**Task brief**
Determine how many lines in the listing below include "opposed", and answer with only that number.

__________________________________________________

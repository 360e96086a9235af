// src/lib.rs

pub mod config;
pub mod energy;
pub mod error;
pub mod hamiltonian;
pub mod io;
pub mod lattice;
pub mod observables;
pub mod rng;
pub mod sim;
pub mod spin_field;
pub mod vec3;
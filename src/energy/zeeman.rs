// src/energy/zeeman.rs
//
// Uniform external field:
//   E_i = -H . S_i          B_i = H
// H carries the moment already (meV per unit spin).

use crate::energy::EnergyTerm;
use crate::vec3;

pub struct ZeemanEnergy {
    field: [f64; 3],
}

impl ZeemanEnergy {
    pub fn new(field: [f64; 3]) -> Self {
        Self { field }
    }
}

impl EnergyTerm for ZeemanEnergy {
    fn site_energy(&self, spins: &[[f64; 3]], site: usize) -> f64 {
        -vec3::dot(self.field, spins[site])
    }

    fn field(&self, _spins: &[[f64; 3]], _site: usize) -> [f64; 3] {
        self.field
    }

    fn label(&self) -> &str {
        "zeeman"
    }
}

#[cfg(test)]
mod tests {
    use super::*;

    #[test]
    fn aligned_spin_minimizes_zeeman_energy() {
        let z = ZeemanEnergy::new([0.0, 0.0, 2.0]);
        let aligned = vec![[0.0, 0.0, 1.0]];
        let opposed = vec![[0.0, 0.0, -1.0]];
        assert!((z.site_energy(&aligned, 0) - (-2.0)).abs() < 1e-12);
        assert!((z.site_energy(&opposed, 0) - 2.0).abs() < 1e-12);
        assert_eq!(z.field(&aligned, 0), [0.0, 0.0, 2.0]);
    }
}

__________________________________________________

**Task output**
2